ACTION ITEM:
Copy each line containing "SortSpec" from the listing below.

DATA FOR REVIEW:
- - - - - - -

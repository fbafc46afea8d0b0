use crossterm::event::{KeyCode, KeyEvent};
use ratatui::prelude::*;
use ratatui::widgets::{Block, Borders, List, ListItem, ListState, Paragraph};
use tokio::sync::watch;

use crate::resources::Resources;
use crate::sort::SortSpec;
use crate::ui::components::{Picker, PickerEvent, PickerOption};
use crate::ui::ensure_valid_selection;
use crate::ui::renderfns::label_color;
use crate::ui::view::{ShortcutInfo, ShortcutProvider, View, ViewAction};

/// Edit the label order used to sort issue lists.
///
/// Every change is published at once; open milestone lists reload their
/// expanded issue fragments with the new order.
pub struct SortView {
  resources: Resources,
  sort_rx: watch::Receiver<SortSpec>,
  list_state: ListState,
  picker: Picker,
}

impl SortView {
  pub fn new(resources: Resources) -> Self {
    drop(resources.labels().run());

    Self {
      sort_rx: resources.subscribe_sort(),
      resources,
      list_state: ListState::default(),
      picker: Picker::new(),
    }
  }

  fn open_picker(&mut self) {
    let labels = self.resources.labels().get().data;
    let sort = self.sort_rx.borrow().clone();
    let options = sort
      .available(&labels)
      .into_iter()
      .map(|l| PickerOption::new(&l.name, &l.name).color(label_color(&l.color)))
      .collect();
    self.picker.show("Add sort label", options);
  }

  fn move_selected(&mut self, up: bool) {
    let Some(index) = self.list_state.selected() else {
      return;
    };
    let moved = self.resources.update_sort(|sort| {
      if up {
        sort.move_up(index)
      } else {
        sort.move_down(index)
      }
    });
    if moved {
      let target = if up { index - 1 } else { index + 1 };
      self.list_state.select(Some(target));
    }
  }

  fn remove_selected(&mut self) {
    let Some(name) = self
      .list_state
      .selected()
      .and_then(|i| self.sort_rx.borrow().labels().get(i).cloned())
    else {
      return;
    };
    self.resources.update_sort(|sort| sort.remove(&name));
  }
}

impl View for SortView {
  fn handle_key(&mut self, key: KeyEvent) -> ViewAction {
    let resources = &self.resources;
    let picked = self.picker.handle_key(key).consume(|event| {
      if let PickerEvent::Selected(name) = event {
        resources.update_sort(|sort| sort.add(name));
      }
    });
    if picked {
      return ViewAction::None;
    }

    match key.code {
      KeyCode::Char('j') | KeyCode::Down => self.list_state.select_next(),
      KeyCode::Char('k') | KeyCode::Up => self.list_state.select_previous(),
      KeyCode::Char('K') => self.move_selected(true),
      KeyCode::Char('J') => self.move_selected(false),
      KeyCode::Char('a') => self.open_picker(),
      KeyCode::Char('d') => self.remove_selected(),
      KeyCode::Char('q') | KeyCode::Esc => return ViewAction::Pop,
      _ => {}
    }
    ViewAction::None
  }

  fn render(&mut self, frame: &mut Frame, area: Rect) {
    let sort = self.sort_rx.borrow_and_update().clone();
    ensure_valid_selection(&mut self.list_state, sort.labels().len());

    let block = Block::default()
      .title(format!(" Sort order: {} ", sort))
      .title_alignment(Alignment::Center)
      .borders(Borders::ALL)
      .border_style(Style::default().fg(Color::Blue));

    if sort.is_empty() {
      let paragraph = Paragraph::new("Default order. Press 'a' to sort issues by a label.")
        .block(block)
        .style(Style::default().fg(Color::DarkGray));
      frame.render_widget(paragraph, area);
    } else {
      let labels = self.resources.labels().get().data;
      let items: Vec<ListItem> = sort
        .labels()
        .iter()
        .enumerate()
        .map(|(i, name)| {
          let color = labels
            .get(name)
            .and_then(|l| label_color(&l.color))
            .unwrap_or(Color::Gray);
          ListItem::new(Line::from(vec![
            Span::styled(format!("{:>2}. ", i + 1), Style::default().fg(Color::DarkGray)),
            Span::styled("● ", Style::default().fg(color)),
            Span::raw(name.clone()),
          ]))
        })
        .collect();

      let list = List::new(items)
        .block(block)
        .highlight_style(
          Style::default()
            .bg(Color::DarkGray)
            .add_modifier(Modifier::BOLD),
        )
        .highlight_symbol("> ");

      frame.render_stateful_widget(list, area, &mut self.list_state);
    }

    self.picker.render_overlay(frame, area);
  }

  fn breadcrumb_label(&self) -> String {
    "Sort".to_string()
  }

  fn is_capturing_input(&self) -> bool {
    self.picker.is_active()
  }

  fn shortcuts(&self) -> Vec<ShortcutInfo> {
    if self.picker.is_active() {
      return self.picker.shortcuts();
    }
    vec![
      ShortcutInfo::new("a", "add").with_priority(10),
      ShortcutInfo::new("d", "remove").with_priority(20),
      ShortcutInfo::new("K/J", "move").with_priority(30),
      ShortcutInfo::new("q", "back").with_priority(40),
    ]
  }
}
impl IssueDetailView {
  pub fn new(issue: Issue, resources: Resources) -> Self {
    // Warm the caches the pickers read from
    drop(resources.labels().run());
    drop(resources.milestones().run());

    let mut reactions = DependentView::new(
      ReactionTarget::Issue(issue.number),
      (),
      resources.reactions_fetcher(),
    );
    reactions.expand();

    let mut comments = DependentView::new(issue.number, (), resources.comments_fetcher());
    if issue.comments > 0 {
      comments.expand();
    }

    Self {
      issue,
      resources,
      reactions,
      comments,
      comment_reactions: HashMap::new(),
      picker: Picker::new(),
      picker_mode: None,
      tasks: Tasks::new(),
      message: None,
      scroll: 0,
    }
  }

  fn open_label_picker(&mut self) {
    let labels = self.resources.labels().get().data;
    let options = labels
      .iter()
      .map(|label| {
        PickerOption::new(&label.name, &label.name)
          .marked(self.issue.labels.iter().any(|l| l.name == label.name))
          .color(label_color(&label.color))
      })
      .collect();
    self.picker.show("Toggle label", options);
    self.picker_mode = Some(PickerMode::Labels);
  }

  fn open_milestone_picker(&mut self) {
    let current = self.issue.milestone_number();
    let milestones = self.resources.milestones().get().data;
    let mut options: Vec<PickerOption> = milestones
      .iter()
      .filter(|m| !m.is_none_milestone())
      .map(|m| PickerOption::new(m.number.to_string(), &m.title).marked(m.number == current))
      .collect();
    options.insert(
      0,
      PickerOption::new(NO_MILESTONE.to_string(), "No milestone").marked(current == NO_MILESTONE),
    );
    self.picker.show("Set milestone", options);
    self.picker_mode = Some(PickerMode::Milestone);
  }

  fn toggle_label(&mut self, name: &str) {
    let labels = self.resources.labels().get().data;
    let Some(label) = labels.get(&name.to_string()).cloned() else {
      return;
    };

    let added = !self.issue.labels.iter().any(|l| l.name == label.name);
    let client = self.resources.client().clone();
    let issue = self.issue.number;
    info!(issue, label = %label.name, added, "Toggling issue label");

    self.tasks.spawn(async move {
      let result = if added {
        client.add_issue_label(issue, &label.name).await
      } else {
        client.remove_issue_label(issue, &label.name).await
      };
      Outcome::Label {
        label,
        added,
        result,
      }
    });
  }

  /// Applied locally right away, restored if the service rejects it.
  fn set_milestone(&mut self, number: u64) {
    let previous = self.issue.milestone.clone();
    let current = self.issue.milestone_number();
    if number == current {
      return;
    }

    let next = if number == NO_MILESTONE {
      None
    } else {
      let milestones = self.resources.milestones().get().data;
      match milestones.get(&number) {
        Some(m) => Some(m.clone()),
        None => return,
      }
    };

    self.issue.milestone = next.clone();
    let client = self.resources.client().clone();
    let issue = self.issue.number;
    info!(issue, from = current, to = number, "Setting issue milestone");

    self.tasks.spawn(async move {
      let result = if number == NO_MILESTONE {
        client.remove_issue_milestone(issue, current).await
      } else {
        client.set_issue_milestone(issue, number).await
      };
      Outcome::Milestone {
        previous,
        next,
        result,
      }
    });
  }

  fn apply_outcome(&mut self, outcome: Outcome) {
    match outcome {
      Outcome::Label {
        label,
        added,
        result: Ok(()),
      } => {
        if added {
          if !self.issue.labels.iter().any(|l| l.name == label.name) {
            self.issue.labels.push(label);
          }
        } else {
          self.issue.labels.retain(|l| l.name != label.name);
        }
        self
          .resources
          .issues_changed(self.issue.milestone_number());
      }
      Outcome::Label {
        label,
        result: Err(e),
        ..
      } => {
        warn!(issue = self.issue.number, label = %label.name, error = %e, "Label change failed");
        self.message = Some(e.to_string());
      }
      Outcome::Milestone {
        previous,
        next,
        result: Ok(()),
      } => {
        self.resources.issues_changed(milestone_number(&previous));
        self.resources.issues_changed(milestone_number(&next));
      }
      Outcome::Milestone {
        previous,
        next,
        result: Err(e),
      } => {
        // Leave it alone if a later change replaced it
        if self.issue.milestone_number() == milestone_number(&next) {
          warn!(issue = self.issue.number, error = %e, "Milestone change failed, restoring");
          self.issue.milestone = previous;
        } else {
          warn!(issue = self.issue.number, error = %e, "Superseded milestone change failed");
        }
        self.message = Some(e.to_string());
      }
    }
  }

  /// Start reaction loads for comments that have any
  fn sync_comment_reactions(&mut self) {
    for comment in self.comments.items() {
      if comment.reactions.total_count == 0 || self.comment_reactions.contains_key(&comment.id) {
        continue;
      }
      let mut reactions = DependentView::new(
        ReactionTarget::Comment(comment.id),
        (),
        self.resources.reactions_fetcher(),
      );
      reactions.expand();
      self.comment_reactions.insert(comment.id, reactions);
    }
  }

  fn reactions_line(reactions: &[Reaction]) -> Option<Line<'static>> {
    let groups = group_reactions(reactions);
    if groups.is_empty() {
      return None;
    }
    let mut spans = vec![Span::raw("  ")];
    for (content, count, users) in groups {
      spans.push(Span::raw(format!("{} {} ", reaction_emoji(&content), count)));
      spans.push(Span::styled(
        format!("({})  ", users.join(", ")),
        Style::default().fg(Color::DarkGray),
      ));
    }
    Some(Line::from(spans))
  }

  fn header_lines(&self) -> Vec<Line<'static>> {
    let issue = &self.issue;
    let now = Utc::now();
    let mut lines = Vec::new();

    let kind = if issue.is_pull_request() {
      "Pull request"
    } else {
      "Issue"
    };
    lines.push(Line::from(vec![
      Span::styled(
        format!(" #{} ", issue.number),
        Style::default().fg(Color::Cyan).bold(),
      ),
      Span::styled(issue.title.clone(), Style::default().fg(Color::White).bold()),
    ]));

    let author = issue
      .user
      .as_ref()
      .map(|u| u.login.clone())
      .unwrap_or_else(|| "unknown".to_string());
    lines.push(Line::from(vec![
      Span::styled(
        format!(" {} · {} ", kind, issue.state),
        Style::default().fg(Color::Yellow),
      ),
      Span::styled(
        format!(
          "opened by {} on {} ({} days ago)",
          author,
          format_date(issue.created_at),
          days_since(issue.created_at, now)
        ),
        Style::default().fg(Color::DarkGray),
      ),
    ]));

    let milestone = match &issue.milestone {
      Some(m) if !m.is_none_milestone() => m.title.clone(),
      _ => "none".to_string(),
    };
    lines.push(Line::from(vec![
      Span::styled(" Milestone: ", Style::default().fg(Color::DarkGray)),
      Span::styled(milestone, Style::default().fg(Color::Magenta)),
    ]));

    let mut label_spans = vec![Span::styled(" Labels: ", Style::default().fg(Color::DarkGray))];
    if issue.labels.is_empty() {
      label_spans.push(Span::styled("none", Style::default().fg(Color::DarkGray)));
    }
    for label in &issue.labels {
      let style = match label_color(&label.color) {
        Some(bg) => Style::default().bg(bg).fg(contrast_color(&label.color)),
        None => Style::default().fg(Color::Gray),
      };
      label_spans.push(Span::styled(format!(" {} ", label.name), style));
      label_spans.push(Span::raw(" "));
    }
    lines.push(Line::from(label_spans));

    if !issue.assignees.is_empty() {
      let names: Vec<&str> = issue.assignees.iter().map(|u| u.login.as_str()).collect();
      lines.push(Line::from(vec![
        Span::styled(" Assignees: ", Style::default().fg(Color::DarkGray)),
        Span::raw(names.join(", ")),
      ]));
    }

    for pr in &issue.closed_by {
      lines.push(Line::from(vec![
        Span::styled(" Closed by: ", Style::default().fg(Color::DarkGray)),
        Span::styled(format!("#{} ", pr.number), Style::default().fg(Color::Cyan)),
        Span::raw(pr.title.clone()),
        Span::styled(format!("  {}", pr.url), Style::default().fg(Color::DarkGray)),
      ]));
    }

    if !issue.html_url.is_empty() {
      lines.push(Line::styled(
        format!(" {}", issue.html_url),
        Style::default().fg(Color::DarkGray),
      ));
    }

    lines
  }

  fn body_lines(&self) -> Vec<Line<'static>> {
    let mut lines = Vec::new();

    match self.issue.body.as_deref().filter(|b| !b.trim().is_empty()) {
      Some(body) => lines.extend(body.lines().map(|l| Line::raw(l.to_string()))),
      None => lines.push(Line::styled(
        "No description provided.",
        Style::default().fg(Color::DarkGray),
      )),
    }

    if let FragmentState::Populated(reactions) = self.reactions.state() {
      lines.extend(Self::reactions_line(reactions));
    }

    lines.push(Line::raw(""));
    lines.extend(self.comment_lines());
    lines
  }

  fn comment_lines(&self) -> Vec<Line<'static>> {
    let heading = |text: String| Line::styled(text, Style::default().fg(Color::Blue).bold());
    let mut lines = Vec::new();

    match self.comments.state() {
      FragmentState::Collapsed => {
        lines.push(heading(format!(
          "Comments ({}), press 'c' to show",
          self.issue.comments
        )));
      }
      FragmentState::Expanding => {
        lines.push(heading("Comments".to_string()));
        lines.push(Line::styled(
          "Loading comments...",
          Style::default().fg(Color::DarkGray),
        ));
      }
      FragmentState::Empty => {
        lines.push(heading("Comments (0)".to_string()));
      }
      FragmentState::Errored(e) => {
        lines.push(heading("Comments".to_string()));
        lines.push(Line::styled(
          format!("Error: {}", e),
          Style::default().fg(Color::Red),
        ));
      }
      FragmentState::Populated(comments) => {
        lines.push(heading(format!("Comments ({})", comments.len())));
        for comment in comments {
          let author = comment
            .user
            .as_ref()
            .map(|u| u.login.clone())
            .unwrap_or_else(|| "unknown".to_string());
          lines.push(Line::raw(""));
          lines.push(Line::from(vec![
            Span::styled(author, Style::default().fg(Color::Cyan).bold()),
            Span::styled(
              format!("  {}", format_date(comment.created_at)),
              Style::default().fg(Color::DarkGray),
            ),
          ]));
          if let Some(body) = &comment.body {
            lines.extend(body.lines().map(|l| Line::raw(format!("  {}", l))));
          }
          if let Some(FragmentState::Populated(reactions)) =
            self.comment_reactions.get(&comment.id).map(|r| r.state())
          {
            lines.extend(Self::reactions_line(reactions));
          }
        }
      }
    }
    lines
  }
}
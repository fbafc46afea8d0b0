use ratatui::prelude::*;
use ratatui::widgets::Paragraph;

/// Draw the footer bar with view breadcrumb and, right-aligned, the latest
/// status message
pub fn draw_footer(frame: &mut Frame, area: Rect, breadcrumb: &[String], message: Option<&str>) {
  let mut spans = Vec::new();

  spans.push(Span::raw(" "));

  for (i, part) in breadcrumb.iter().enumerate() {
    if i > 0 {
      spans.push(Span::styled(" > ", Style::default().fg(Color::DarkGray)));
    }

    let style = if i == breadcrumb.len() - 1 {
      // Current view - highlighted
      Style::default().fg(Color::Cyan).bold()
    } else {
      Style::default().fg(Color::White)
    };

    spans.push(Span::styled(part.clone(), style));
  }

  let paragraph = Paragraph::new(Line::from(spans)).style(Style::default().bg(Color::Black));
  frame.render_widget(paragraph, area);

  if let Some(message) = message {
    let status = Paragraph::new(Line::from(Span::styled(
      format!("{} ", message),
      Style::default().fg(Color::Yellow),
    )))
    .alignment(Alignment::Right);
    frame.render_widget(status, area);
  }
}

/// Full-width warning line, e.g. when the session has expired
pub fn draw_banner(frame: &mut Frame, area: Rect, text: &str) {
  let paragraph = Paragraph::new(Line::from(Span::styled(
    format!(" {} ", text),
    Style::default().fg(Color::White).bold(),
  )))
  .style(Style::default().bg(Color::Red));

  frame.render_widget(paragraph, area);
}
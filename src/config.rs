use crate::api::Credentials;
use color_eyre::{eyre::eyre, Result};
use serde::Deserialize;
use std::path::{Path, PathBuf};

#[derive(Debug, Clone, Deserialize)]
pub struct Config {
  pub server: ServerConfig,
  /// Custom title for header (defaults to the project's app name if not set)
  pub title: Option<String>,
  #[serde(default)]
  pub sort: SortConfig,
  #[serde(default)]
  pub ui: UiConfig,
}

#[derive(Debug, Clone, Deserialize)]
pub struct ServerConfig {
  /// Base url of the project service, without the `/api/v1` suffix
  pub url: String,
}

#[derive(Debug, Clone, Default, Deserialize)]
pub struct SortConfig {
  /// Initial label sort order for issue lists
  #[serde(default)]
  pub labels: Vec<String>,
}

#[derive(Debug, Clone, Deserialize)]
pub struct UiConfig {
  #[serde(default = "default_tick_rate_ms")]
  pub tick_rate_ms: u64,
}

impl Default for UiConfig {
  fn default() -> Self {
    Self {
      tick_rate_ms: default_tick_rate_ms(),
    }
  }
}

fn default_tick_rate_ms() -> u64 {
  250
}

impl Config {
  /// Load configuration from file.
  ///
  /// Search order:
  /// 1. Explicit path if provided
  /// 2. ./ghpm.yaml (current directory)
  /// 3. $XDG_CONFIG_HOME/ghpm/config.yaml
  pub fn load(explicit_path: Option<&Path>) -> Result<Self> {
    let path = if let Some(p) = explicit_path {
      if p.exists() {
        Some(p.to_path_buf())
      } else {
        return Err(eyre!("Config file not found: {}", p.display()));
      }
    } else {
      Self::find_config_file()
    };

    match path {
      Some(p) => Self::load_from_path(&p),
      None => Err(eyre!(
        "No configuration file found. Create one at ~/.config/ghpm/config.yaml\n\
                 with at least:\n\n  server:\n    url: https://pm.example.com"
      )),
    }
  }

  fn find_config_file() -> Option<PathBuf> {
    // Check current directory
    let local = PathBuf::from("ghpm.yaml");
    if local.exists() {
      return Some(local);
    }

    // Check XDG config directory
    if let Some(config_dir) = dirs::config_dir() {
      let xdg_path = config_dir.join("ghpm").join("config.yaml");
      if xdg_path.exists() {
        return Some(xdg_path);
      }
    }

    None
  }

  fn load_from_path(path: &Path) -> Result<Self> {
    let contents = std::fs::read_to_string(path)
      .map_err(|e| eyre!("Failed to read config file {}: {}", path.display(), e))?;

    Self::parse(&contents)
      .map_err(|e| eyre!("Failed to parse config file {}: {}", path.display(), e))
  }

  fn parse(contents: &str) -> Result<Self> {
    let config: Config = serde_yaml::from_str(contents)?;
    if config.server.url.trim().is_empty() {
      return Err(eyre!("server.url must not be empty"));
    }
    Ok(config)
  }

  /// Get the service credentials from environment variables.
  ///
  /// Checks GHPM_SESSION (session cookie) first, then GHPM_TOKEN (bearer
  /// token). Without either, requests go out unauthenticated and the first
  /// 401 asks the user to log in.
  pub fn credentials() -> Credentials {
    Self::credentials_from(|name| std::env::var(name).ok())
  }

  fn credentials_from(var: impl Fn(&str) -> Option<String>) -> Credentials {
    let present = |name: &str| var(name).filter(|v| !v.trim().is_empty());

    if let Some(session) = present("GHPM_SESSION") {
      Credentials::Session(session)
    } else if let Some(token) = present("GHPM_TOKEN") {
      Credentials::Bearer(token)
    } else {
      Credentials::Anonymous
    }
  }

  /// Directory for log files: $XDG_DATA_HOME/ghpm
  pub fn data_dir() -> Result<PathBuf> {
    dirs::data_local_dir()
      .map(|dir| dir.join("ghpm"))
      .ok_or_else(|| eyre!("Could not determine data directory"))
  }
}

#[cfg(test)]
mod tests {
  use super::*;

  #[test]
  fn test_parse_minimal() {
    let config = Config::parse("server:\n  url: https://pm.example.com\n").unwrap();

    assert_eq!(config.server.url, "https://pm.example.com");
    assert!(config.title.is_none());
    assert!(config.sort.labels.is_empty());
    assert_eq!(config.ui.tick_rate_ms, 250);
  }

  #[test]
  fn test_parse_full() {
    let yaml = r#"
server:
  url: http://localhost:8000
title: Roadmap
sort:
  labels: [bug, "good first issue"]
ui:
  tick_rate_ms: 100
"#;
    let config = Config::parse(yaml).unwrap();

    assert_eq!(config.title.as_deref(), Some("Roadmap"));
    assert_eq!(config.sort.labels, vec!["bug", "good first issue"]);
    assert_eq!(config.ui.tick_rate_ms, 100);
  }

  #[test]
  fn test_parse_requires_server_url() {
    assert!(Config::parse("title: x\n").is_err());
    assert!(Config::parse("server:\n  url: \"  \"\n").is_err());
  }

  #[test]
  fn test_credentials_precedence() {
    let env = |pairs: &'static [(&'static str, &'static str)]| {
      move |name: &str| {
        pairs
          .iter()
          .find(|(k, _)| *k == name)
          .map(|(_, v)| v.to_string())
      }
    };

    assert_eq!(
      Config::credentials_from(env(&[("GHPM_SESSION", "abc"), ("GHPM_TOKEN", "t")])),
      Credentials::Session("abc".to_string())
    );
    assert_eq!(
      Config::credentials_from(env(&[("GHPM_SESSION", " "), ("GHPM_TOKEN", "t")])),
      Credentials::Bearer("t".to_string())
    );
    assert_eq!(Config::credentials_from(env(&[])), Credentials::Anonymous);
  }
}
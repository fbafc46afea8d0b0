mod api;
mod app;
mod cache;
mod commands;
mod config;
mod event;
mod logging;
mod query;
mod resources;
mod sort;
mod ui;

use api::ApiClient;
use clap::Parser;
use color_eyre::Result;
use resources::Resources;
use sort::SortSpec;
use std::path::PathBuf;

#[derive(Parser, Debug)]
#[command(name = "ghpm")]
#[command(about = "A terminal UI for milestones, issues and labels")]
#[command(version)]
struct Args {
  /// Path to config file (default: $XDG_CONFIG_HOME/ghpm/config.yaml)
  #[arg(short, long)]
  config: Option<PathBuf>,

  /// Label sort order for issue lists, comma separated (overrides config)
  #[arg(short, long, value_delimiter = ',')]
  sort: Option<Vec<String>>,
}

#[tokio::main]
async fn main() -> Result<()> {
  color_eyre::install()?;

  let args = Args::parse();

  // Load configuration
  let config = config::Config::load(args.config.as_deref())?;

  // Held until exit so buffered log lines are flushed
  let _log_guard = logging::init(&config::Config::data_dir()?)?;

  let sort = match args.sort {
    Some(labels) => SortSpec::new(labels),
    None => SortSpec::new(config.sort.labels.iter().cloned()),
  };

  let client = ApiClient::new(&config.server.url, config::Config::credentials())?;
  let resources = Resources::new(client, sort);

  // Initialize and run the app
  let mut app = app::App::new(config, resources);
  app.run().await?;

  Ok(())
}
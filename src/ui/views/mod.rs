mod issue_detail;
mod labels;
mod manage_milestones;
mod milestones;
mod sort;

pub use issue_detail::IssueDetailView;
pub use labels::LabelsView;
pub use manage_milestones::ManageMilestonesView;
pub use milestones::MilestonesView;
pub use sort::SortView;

- - - - - - -

WRITTEN ANSWER:
use crate::sort::SortSpec;
  sort_rx: watch::Receiver<SortSpec>,
use sort::SortSpec;
    Some(labels) => SortSpec::new(labels),
    None => SortSpec::new(config.sort.labels.iter().cloned()),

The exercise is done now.